## Work item
Show the lines below that contain the string "field".

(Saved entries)
»»
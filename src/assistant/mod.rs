//! Assistant provider API client and exchange driver.
//!
//! The provider exposes a thread-based conversation API: a thread groups the
//! exchanged messages, and a *run* is one invocation of the assistant against
//! the thread's history, polled until it completes.
//!
//! # Overview
//!
//! The [`AssistantApi`] trait defines the five remote operations every
//! backend must support. [`HttpAssistantClient`] implements it over HTTP;
//! the [`Exchanger`] builds the one-message exchange protocol on top.

pub mod client;
pub mod exchange;

pub use client::HttpAssistantClient;
pub use exchange::{ExchangeError, ExchangeSettings, Exchanger};

use serde::{Deserialize, Serialize};

/// Connection settings for the assistant provider.
#[derive(Clone)]
pub struct AssistantSettings {
    /// Base URL for the provider API (e.g., `https://api.openai.com`).
    pub base_url: String,
    /// API credential. Never leaves the server process.
    pub api_key: String,
    /// Assistant identifier runs are started against.
    pub assistant_id: String,
}

impl std::fmt::Debug for AssistantSettings {
    fn fmt(&self, f: &mut std::fmt::Formatter<'_>) -> std::fmt::Result {
        f.debug_struct("AssistantSettings")
            .field("base_url", &self.base_url)
            .field("api_key", &"<redacted>")
            .field("assistant_id", &self.assistant_id)
            .finish()
    }
}

/// Remote conversation-thread identifier.
#[derive(Debug, Clone, PartialEq, Eq, Hash, Serialize, Deserialize)]
#[serde(transparent)]
pub struct ThreadId(pub String);

impl ThreadId {
    #[must_use]
    pub fn as_str(&self) -> &str {
        &self.0
    }
}

impl std::fmt::Display for ThreadId {
    fn fmt(&self, f: &mut std::fmt::Formatter<'_>) -> std::fmt::Result {
        write!(f, "{}", self.0)
    }
}

/// Identifier of one assistant run against a thread.
#[derive(Debug, Clone, PartialEq, Eq, Serialize, Deserialize)]
#[serde(transparent)]
pub struct RunId(pub String);

impl std::fmt::Display for RunId {
    fn fmt(&self, f: &mut std::fmt::Formatter<'_>) -> std::fmt::Result {
        write!(f, "{}", self.0)
    }
}

/// Status of a run as reported by the provider.
#[derive(Debug, Clone, Copy, PartialEq, Eq, Serialize, Deserialize)]
#[serde(rename_all = "snake_case")]
pub enum RunStatus {
    Queued,
    InProgress,
    Completed,
    RequiresAction,
    Cancelling,
    Cancelled,
    Failed,
    Expired,
    Incomplete,
    /// Any status this client does not know about.
    #[serde(other)]
    Unknown,
}

impl RunStatus {
    /// Whether the poll loop should keep waiting on this status.
    #[must_use]
    pub fn is_pending(self) -> bool {
        matches!(self, Self::Queued | Self::InProgress | Self::Cancelling)
    }
}

/// Role of a thread message author.
#[derive(Debug, Clone, Copy, PartialEq, Eq, Serialize, Deserialize)]
#[serde(rename_all = "lowercase")]
pub enum MessageRole {
    /// User message.
    User,
    /// Assistant response.
    Assistant,
}

impl std::fmt::Display for MessageRole {
    fn fmt(&self, f: &mut std::fmt::Formatter<'_>) -> std::fmt::Result {
        match self {
            Self::User => write!(f, "user"),
            Self::Assistant => write!(f, "assistant"),
        }
    }
}

/// One message retrieved from a thread.
///
/// Content mirrors the provider's part list; only text parts carry a value.
#[derive(Debug, Clone, Deserialize)]
pub struct ThreadMessage {
    /// Author of the message.
    pub role: MessageRole,
    /// Ordered content parts.
    #[serde(default)]
    pub content: Vec<ContentPart>,
}

impl ThreadMessage {
    /// Text of the first content part, if it is a text part.
    #[must_use]
    pub fn text(&self) -> Option<&str> {
        self.content
            .first()
            .and_then(|part| part.text.as_ref())
            .map(|t| t.value.as_str())
    }
}

/// A content part of a thread message.
///
/// Non-text parts (images, files) deserialize with `text: None` and are
/// ignored by the relay.
#[derive(Debug, Clone, Deserialize)]
pub struct ContentPart {
    /// Text payload, present for `type: "text"` parts.
    #[serde(default)]
    pub text: Option<TextValue>,
}

/// Text payload of a content part.
#[derive(Debug, Clone, Deserialize)]
pub struct TextValue {
    /// The literal message text.
    pub value: String,
}

/// The five remote operations of the assistant provider API.
///
/// Implementations must be cheap to clone behind an `Arc`; the exchange
/// driver issues every operation as a separate call.
#[async_trait::async_trait]
pub trait AssistantApi: Send + Sync {
    /// Create a new conversation thread.
    async fn create_thread(&self) -> anyhow::Result<ThreadId>;

    /// Append a message to a thread.
    async fn post_message(
        &self,
        thread: &ThreadId,
        role: MessageRole,
        content: &str,
    ) -> anyhow::Result<()>;

    /// Start a run of the assistant against a thread.
    async fn create_run(&self, thread: &ThreadId, assistant_id: &str) -> anyhow::Result<RunId>;

    /// Fetch the current status of a run.
    async fn run_status(&self, thread: &ThreadId, run: &RunId) -> anyhow::Result<RunStatus>;

    /// List a thread's messages, newest first.
    async fn list_messages(&self, thread: &ThreadId) -> anyhow::Result<Vec<ThreadMessage>>;
}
««
## Response to the task
            .field("base_url", &self.base_url)
            .field("api_key", &"<redacted>")
            .field("assistant_id", &self.assistant_id)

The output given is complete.